ACTION ITEM: Write out the data below exactly, beginning with the first line and ending once the line that has "if !self.velocity.is_finite() ||" is written.

########################################

impl Trigger {
    pub fn notes(freqs: &[f32], duration: f64, at: f64) -> Self {
        Self {
            notes: Notes::new(freqs),
            duration,
            at,
            velocity: 1.0,
        }
    }

    pub fn gate(duration: f64, at: f64) -> Self {
        Self {
            notes: Notes::none(),
            duration,
            at,
            velocity: 1.0,
        }
    }

    pub fn with_velocity(mut self, velocity: f32) -> Self {
        self.velocity = velocity;
        self
    }

    pub fn validate(&self) -> Result<(), ToolkitError> {
        if !self.duration.is_finite() || self.duration <= 0.0 {
            return Err(ToolkitError::InvalidTrigger(format!(
                "duration must be positive, got {}",
                self.duration
            )));
        }
        if !self.at.is_finite() || self.at < 0.0 {
            return Err(ToolkitError::InvalidTrigger(format!(
                "start time must be non-negative, got {}",
                self.at
            )));
        }
        if !self.velocity.is_finite() || !(0.0..=1.0).contains(&self.velocity) {
            return Err(ToolkitError::InvalidTrigger(format!(
                "velocity must be within 0..=1, got {}",
                self.velocity
            )));
        }
        if let Some(bad) = self
            .notes
            .as_slice()
            .iter()
            .find(|f| !f.is_finite() || **f <= 0.0)
        {
            return Err(ToolkitError::InvalidTrigger(format!(
                "note frequency must be positive, got {bad}"
            )));
        }
        Ok(())
    }
}
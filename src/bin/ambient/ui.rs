//! Terminal control surface.
//!
//! Keys queue actions on a `ControlPanel`; the engine drains them on the next
//! tick and the panel keeps the play/pause bookkeeping.

use color_eyre::eyre::Result as EyreResult;
use crossterm::event::{self, Event, KeyCode, KeyEventKind};
use ratatui::{
    layout::{Constraint, Direction, Layout, Rect},
    style::{Color, Style},
    text::{Line, Span},
    widgets::{Block, Borders, Gauge, Paragraph},
    DefaultTerminal, Frame,
};

use ambient_drift::render::{OutputHost, RenderToolkit};
use ambient_drift::{
    AudioConfig, ControlAction, ControlPanel, ControlSurface, Engine, EngineSnapshot, LayerKind,
};

use super::app::{tick, PUMP_INTERVAL};

/// Meter floor for the level gauge, dBFS.
const METER_FLOOR_DB: f32 = -60.0;

pub struct UiApp {
    panel: ControlPanel,
    device: String,
    sample_rate: u32,
    channels: u16,
    should_quit: bool,
}

impl UiApp {
    pub fn new(host: &OutputHost) -> Self {
        let mut panel = ControlPanel::new();
        panel.press(ControlAction::Start);
        Self {
            panel,
            device: host.device_name().to_string(),
            sample_rate: host.sample_rate(),
            channels: host.channels(),
            should_quit: false,
        }
    }

    pub fn run(
        &mut self,
        terminal: &mut DefaultTerminal,
        engine: &mut Engine<RenderToolkit>,
    ) -> EyreResult<()> {
        while !self.should_quit {
            tick(engine, &mut self.panel);

            let snapshot = engine.snapshot();
            let config = engine.audio_config();
            let triggers = engine.trigger_counts();
            terminal.draw(|frame| self.render(frame, &snapshot, &config, &triggers))?;

            if event::poll(PUMP_INTERVAL)? {
                if let Event::Key(key) = event::read()? {
                    if key.kind == KeyEventKind::Press {
                        self.handle_key(key.code);
                    }
                }
            }
        }
        Ok(())
    }

    fn handle_key(&mut self, key: KeyCode) {
        match key {
            KeyCode::Char('s') | KeyCode::Char('S') => self.panel.press(ControlAction::Start),
            KeyCode::Char('x') | KeyCode::Char('X') => self.panel.press(ControlAction::Stop),
            KeyCode::Char('r') | KeyCode::Char('R') => self.panel.press(ControlAction::Resume),
            KeyCode::Char('q') | KeyCode::Char('Q') | KeyCode::Esc => self.should_quit = true,
            _ => {}
        }
    }

    fn render(
        &self,
        frame: &mut Frame,
        snapshot: &EngineSnapshot,
        config: &AudioConfig,
        triggers: &[u64; 4],
    ) {
        let chunks = Layout::default()
            .direction(Direction::Vertical)
            .constraints([
                Constraint::Length(3), // Transport
                Constraint::Length(6), // Layers
                Constraint::Length(5), // Static engine
                Constraint::Length(3), // Meter
                Constraint::Min(0),
                Constraint::Length(1), // Help
            ])
            .split(frame.area());

        self.render_transport(frame, chunks[0], snapshot);
        render_layers(frame, chunks[1], snapshot, config, triggers);
        render_rhythm(frame, chunks[2], snapshot);
        render_meter(frame, chunks[3], snapshot.level_db);

        let help = Paragraph::new(" [S] Start  [X] Stop  [R] Resume  [Q] Quit")
            .style(Style::default().fg(Color::DarkGray));
        frame.render_widget(help, chunks[5]);
    }

    fn render_transport(&self, frame: &mut Frame, area: Rect, snapshot: &EngineSnapshot) {
        let state = self.panel.state();
        let (symbol, label, color) = if snapshot.playing {
            ("▶", "Playing", Color::Green)
        } else if state.audio_started {
            ("⏸", "Stopped", Color::Yellow)
        } else {
            ("■", "Idle", Color::DarkGray)
        };

        let line = Line::from(vec![
            Span::styled(
                format!(" BPM: {:.1}  ", snapshot.tempo_bpm),
                Style::default().fg(Color::Cyan),
            ),
            Span::styled(format!("{symbol} {label}  "), Style::default().fg(color)),
            Span::styled(
                format!("Seed: {}  ", snapshot.seed),
                Style::default().fg(Color::White),
            ),
            Span::styled(
                format!("{:.0}s  ", snapshot.time),
                Style::default().fg(Color::DarkGray),
            ),
            Span::styled(
                format!(
                    "{} {:.1}kHz {}ch",
                    self.device,
                    self.sample_rate as f32 / 1000.0,
                    self.channels
                ),
                Style::default().fg(Color::DarkGray),
            ),
        ]);
        let block = Block::default().title(" ambient ").borders(Borders::ALL);
        frame.render_widget(Paragraph::new(line).block(block), area);
    }
}

fn render_layers(
    frame: &mut Frame,
    area: Rect,
    snapshot: &EngineSnapshot,
    config: &AudioConfig,
    triggers: &[u64; 4],
) {
    let lines: Vec<Line> = LayerKind::ALL
        .iter()
        .zip(triggers)
        .map(|(layer, count)| {
            let layer_config = config.get(*layer);
            let (status, color) = match (snapshot.layers.contains(layer), layer_config.enabled) {
                (true, true) => ("live", Color::Green),
                (true, false) => ("muted", Color::Yellow),
                (false, true) => ("pending", Color::DarkGray),
                (false, false) => ("off", Color::DarkGray),
            };
            Line::from(vec![
                Span::styled(format!(" {:<8}", layer.name()), Style::default().fg(Color::White)),
                Span::styled(format!("{status:<8}"), Style::default().fg(color)),
                Span::styled(
                    format!("{:>6.1} dB  ", layer_config.volume_db),
                    Style::default().fg(Color::Cyan),
                ),
                Span::styled(format!("{count} triggers"), Style::default().fg(Color::DarkGray)),
            ])
        })
        .collect();

    let block = Block::default().title(" Layers ").borders(Borders::ALL);
    frame.render_widget(Paragraph::new(lines).block(block), area);
}

fn render_rhythm(frame: &mut Frame, area: Rect, snapshot: &EngineSnapshot) {
    let lines = match snapshot.rhythm {
        Some(stats) => vec![
            Line::from(vec![
                Span::styled(" Scene: ", Style::default().fg(Color::DarkGray)),
                Span::styled(
                    snapshot.scene.unwrap_or("-").to_string(),
                    Style::default().fg(Color::Magenta),
                ),
                Span::styled("  Density: ", Style::default().fg(Color::DarkGray)),
                Span::styled(
                    format!("{:.2}", snapshot.density.unwrap_or(0.0)),
                    Style::default().fg(Color::Magenta),
                ),
            ]),
            Line::from(format!(
                " Hits {}  sounded {}  sprinkles {}",
                stats.hits, stats.sounded, stats.sprinkles
            )),
            Line::from(format!(
                " Windows {}  window bursts {}",
                stats.windows, stats.window_bursts
            )),
        ],
        None => vec![Line::from(" (free routing or static layer off)")],
    };
    let block = Block::default().title(" Static engine ").borders(Borders::ALL);
    frame.render_widget(Paragraph::new(lines).block(block), area);
}

fn render_meter(frame: &mut Frame, area: Rect, level_db: Option<f32>) {
    let db = level_db.unwrap_or(METER_FLOOR_DB).max(METER_FLOOR_DB);
    let ratio = ((db - METER_FLOOR_DB) / -METER_FLOOR_DB).clamp(0.0, 1.0) as f64;
    let color = if db > -3.0 {
        Color::Red
    } else if db > -12.0 {
        Color::Yellow
    } else {
        Color::Green
    };
    let label = match level_db {
        Some(db) => format!("{db:.1} dBFS"),
        None => "-".to_string(),
    };
    let gauge = Gauge::default()
        .block(Block::default().title(" Master ").borders(Borders::ALL))
        .gauge_style(Style::default().fg(color))
        .ratio(ratio)
        .label(label);
    frame.render_widget(gauge, area);
}
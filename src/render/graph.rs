//! Audio-thread half of the render toolkit.
//!
//! ```text
//!   control thread                      audio thread
//!  ┌──────────────┐  Command ring   ┌─────────────────────┐
//!  │RenderToolkit │ ──────────────> │ RenderGraph         │
//!  │              │                 │  slots[NodeSlot]    │
//!  │              │ <────────────── │  order (topological)│
//!  └──────────────┘  garbage ring   └─────────────────────┘
//! ```
//!
//! `process` drains pending commands, then renders in sub-blocks of
//! `BLOCK_FRAMES`. Nodes are evaluated in dependency order (audio inputs
//! and modulators before the node that reads them); the order is rebuilt
//! only when the wiring changes. Disposed nodes are sent back to the
//! control thread so the audio thread never frees.

use std::sync::atomic::{AtomicU64, Ordering};
use std::sync::Arc;

use rtrb::{Consumer, Producer};

use super::node::{Frame, GateEvent, GateKind, NodeSlot, ParamBlock};
use super::{Command, BLOCK_FRAMES, MAX_NODES};
use crate::toolkit::NodeId;

pub struct RenderGraph {
    sample_rate: f32,
    slots: Vec<Option<Box<NodeSlot>>>,
    order: Vec<usize>,
    placed: Vec<bool>,
    dirty: bool,
    commands: Consumer<Command>,
    garbage: Producer<Box<NodeSlot>>,
    /// Disposed slots waiting for room on the garbage ring.
    held: Vec<Box<NodeSlot>>,
    clock: Arc<AtomicU64>,
    frame: u64,
    input: Vec<Frame>,
    params: Box<ParamBlock>,
}

impl RenderGraph {
    pub(super) fn new(
        sample_rate: f32,
        commands: Consumer<Command>,
        garbage: Producer<Box<NodeSlot>>,
        clock: Arc<AtomicU64>,
    ) -> Self {
        Self {
            sample_rate,
            slots: (0..MAX_NODES).map(|_| None).collect(),
            order: Vec::with_capacity(MAX_NODES),
            placed: vec![false; MAX_NODES],
            dirty: false,
            commands,
            garbage,
            held: Vec::with_capacity(MAX_NODES),
            clock,
            frame: 0,
            input: vec![[0.0; 2]; BLOCK_FRAMES],
            params: ParamBlock::new(),
        }
    }

    pub fn sample_rate(&self) -> f32 {
        self.sample_rate
    }

    /// Frames rendered so far.
    pub fn frame(&self) -> u64 {
        self.frame
    }

    pub fn live_nodes(&self) -> usize {
        self.slots.iter().filter(|s| s.is_some()).count()
    }

    /// Render interleaved-free stereo frames.
    pub fn process(&mut self, out: &mut [Frame]) {
        self.drain_commands();
        self.flush_garbage();
        if self.dirty {
            self.rebuild_order();
        }
        for chunk in out.chunks_mut(BLOCK_FRAMES) {
            self.render_block(chunk);
        }
    }

    fn slot_mut(&mut self, id: NodeId) -> Option<&mut NodeSlot> {
        self.slots
            .get_mut(super::slot_of(id))?
            .as_deref_mut()
            .filter(|slot| slot.id == id)
    }

    fn drain_commands(&mut self) {
        while let Ok(command) = self.commands.pop() {
            self.apply(command);
        }
    }

    fn apply(&mut self, command: Command) {
        match command {
            Command::Insert(slot) => {
                let index = super::slot_of(slot.id);
                if let Some(old) = self.slots[index].replace(slot) {
                    self.held.push(old);
                }
                self.dirty = true;
            }
            Command::Connect { from, to } => {
                let from_slot = super::slot_of(from);
                let linked = match self.slot_mut(to) {
                    Some(node) => {
                        if !node.inputs.contains(&from_slot) {
                            node.inputs.push(from_slot);
                        }
                        true
                    }
                    None => false,
                };
                self.dirty |= linked;
            }
            Command::Modulate {
                source,
                target,
                param,
            } => {
                let source_slot = super::slot_of(source);
                let linked = match self.slot_mut(target) {
                    Some(node) => match node.lane_index(param) {
                        Some(lane) => {
                            node.modulators.push((source_slot, lane));
                            true
                        }
                        None => false,
                    },
                    None => false,
                };
                self.dirty |= linked;
            }
            Command::ConnectOutput(node) => {
                if let Some(node) = self.slot_mut(node) {
                    node.to_output = true;
                }
            }
            Command::Start { node, frame } => {
                if let Some(node) = self.slot_mut(node) {
                    node.window.start(frame);
                }
            }
            Command::Stop { node, frame } => {
                if let Some(node) = self.slot_mut(node) {
                    node.window.stop(frame);
                }
            }
            Command::Automate { node, param, event } => {
                if let Some(lane) = self.slot_mut(node).and_then(|n| n.lane_mut(param)) {
                    lane.schedule(event);
                }
            }
            Command::Gate { node, event } => {
                if let Some(node) = self.slot_mut(node) {
                    node.schedule_gate(event);
                }
            }
            Command::Release { node, frame } => {
                if let Some(node) = self.slot_mut(node) {
                    node.schedule_gate(GateEvent {
                        at: frame,
                        kind: GateKind::ReleaseAll,
                    });
                }
            }
            Command::Dispose(id) => {
                let index = super::slot_of(id);
                let matches = self.slots[index].as_ref().is_some_and(|s| s.id == id);
                if matches {
                    if let Some(slot) = self.slots[index].take() {
                        self.held.push(slot);
                    }
                    for other in self.slots.iter_mut().flatten() {
                        other.unlink(index);
                    }
                    self.dirty = true;
                }
            }
        }
    }

    fn flush_garbage(&mut self) {
        while let Some(slot) = self.held.pop() {
            if let Err(rtrb::PushError::Full(slot)) = self.garbage.push(slot) {
                self.held.push(slot);
                break;
            }
        }
    }

    /// Repeated sweeps placing every node whose inputs and modulators are
    /// already placed. The control side rejects cycles, so every sweep
    /// places at least one node.
    fn rebuild_order(&mut self) {
        self.order.clear();
        self.placed.fill(false);

        loop {
            let before = self.order.len();
            for index in 0..self.slots.len() {
                if self.placed[index] {
                    continue;
                }
                let Some(slot) = self.slots[index].as_deref() else {
                    continue;
                };
                let ready = slot
                    .inputs
                    .iter()
                    .chain(slot.modulators.iter().map(|(s, _)| s))
                    .all(|dep| self.placed[*dep] || self.slots[*dep].is_none());
                if ready {
                    self.placed[index] = true;
                    self.order.push(index);
                }
            }
            if self.order.len() == before {
                break;
            }
        }
        self.dirty = false;
    }

    fn render_block(&mut self, out: &mut [Frame]) {
        let len = out.len();
        let start = self.frame;

        for k in 0..self.order.len() {
            let index = self.order[k];
            let Some(mut slot) = self.slots[index].take() else {
                continue;
            };

            let input = &mut self.input[..len];
            input.fill([0.0; 2]);
            for &src in &slot.inputs {
                if let Some(source) = self.slots[src].as_deref() {
                    for (acc, x) in input.iter_mut().zip(&source.buffer[..len]) {
                        acc[0] += x[0];
                        acc[1] += x[1];
                    }
                }
            }

            for lane in slot.lanes.iter_mut() {
                let row = self.params.row_mut(lane.param());
                for (n, value) in row.iter_mut().enumerate().take(len) {
                    *value = lane.tick(start + n as u64);
                }
            }
            for &(src, lane) in &slot.modulators {
                let (Some(source), Some(lane)) = (self.slots[src].as_deref(), slot.lanes.get(lane))
                else {
                    continue;
                };
                let row = self.params.row_mut(lane.param());
                for (value, x) in row.iter_mut().zip(&source.buffer[..len]) {
                    *value += x[0];
                }
            }

            slot.render(&self.input[..len], &self.params, start, len, self.sample_rate);
            self.slots[index] = Some(slot);
        }

        out.fill([0.0; 2]);
        for &index in &self.order {
            if let Some(slot) = self.slots[index].as_deref() {
                if slot.to_output {
                    for (o, x) in out.iter_mut().zip(&slot.buffer[..len]) {
                        o[0] += x[0];
                        o[1] += x[1];
                    }
                }
            }
        }

        self.frame += len as u64;
        self.clock.store(self.frame, Ordering::Release);
    }
}
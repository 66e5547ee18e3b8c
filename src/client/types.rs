//! Public data types for the hitbox.tv API.

use std::fmt;
use std::ops::Deref;
use std::str::FromStr;

use chrono::{DateTime, NaiveDateTime, Timelike, Utc};
use serde::{Deserialize, Deserializer, Serialize, Serializer};

use super::error::ParseTimestampError;
use super::wire::{
    TIMESTAMP_FORMAT, TIMESTAMP_FORMAT_FRACTIONAL, TIMESTAMP_LEN, nullable_string,
    parse_fraction, string_int,
};

// ── Games ───────────────────────────────────────────────────────────────────

/// Response of the `games` endpoint.
#[derive(Debug, Clone, Default, Serialize, Deserialize)]
pub struct GamesResponse {
    /// The request as the API received it.
    #[serde(default)]
    pub request: RequestInfo,
    /// Categories in server order, most viewers first.
    #[serde(default)]
    pub categories: Vec<Category>,
}

/// Echo of the original request, as received by the API.
#[derive(Debug, Clone, Default, PartialEq, Eq, Serialize, Deserialize)]
pub struct RequestInfo {
    #[serde(default, deserialize_with = "nullable_string")]
    pub this: String,
}

/// A game category.
///
/// Every field is optional on the wire; missing fields keep their default.
#[derive(Debug, Clone, Default, PartialEq, Eq, Serialize, Deserialize)]
#[serde(default)]
pub struct Category {
    #[serde(with = "string_int")]
    pub category_id: i64,
    #[serde(deserialize_with = "nullable_string")]
    pub category_name: String,
    #[serde(deserialize_with = "nullable_string")]
    pub category_name_short: String,
    #[serde(deserialize_with = "nullable_string")]
    pub category_seo_key: String,
    #[serde(with = "string_int")]
    pub category_viewers: i64,
    #[serde(deserialize_with = "nullable_string")]
    pub category_logo_small: String,
    #[serde(deserialize_with = "nullable_string")]
    pub category_logo_large: String,
    pub category_updated: Timestamp,
}

// ── Timestamp ───────────────────────────────────────────────────────────────

/// A hitbox.tv time, sent as `yyyy-mm-dd hh:mm:ss` without a timezone.
///
/// The API reports times in UTC. Every field must be zero padded and
/// separated by exactly one character; a fraction of a second may follow the
/// seconds (`12:00:00.5`). Defaults to the Unix epoch.
#[derive(Debug, Clone, Copy, Default, PartialEq, Eq, PartialOrd, Ord, Hash)]
pub struct Timestamp(pub DateTime<Utc>);

impl Timestamp {
    pub fn into_inner(self) -> DateTime<Utc> {
        self.0
    }
}

impl Deref for Timestamp {
    type Target = DateTime<Utc>;

    fn deref(&self) -> &Self::Target {
        &self.0
    }
}

impl From<DateTime<Utc>> for Timestamp {
    fn from(value: DateTime<Utc>) -> Self {
        Self(value)
    }
}

impl From<NaiveDateTime> for Timestamp {
    fn from(value: NaiveDateTime) -> Self {
        Self(value.and_utc())
    }
}

impl FromStr for Timestamp {
    type Err = ParseTimestampError;

    fn from_str(s: &str) -> Result<Self, Self::Err> {
        let invalid = || ParseTimestampError(s.to_string());

        let (head, fraction) = s.split_at_checked(TIMESTAMP_LEN).ok_or_else(invalid)?;
        let parsed =
            NaiveDateTime::parse_from_str(head, TIMESTAMP_FORMAT).map_err(|_| invalid())?;
        // chrono takes single digits and runs of whitespace; the wire layout does not
        if parsed.format(TIMESTAMP_FORMAT).to_string() != head {
            return Err(invalid());
        }

        let nanos = parse_fraction(fraction).ok_or_else(invalid)?;
        let parsed = parsed.with_nanosecond(nanos).ok_or_else(invalid)?;
        Ok(Self::from(parsed))
    }
}

impl fmt::Display for Timestamp {
    fn fmt(&self, f: &mut fmt::Formatter<'_>) -> fmt::Result {
        write!(f, "{}", self.0.format(TIMESTAMP_FORMAT_FRACTIONAL))
    }
}

impl<'de> Deserialize<'de> for Timestamp {
    fn deserialize<D>(deserializer: D) -> Result<Self, D::Error>
    where
        D: Deserializer<'de>,
    {
        let s = String::deserialize(deserializer)?;
        s.parse().map_err(serde::de::Error::custom)
    }
}

impl Serialize for Timestamp {
    fn serialize<S>(&self, serializer: S) -> Result<S::Ok, S::Error>
    where
        S: Serializer,
    {
        serializer.collect_str(self)
    }
}
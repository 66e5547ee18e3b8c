//! Games endpoint.

use reqwest::Method;

use super::HitboxClient;
use super::error::Error;
use super::response::RawResponse;
use super::types::GamesResponse;

impl HitboxClient {
    /// List game categories, sorted by number of current viewers.
    ///
    /// Returns the decoded list together with the raw HTTP response. Any
    /// status other than `200 OK` is an [`Error::UnexpectedStatus`].
    pub async fn games(&self) -> Result<(GamesResponse, RawResponse), Error> {
        let request = self.new_request(Method::GET, "games")?;
        self.execute_json(request).await
    }
}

########################################

EXERCISE RESPONSE:
impl Trigger {
    pub fn notes(freqs: &[f32], duration: f64, at: f64) -> Self {
        Self {
            notes: Notes::new(freqs),
            duration,
            at,
            velocity: 1.0,
        }
    }

    pub fn gate(duration: f64, at: f64) -> Self {
        Self {
            notes: Notes::none(),
            duration,
            at,
            velocity: 1.0,
        }
    }

    pub fn with_velocity(mut self, velocity: f32) -> Self {
        self.velocity = velocity;
        self
    }

    pub fn validate(&self) -> Result<(), ToolkitError> {
        if !self.duration.is_finite() || self.duration <= 0.0 {
            return Err(ToolkitError::InvalidTrigger(format!(
                "duration must be positive, got {}",
                self.duration
            )));
        }
        if !self.at.is_finite() || self.at < 0.0 {
            return Err(ToolkitError::InvalidTrigger(format!(
                "start time must be non-negative, got {}",
                self.at
            )));
        }
        if !self.velocity.is_finite() || !(0.0..=1.0).contains(&self.velocity) {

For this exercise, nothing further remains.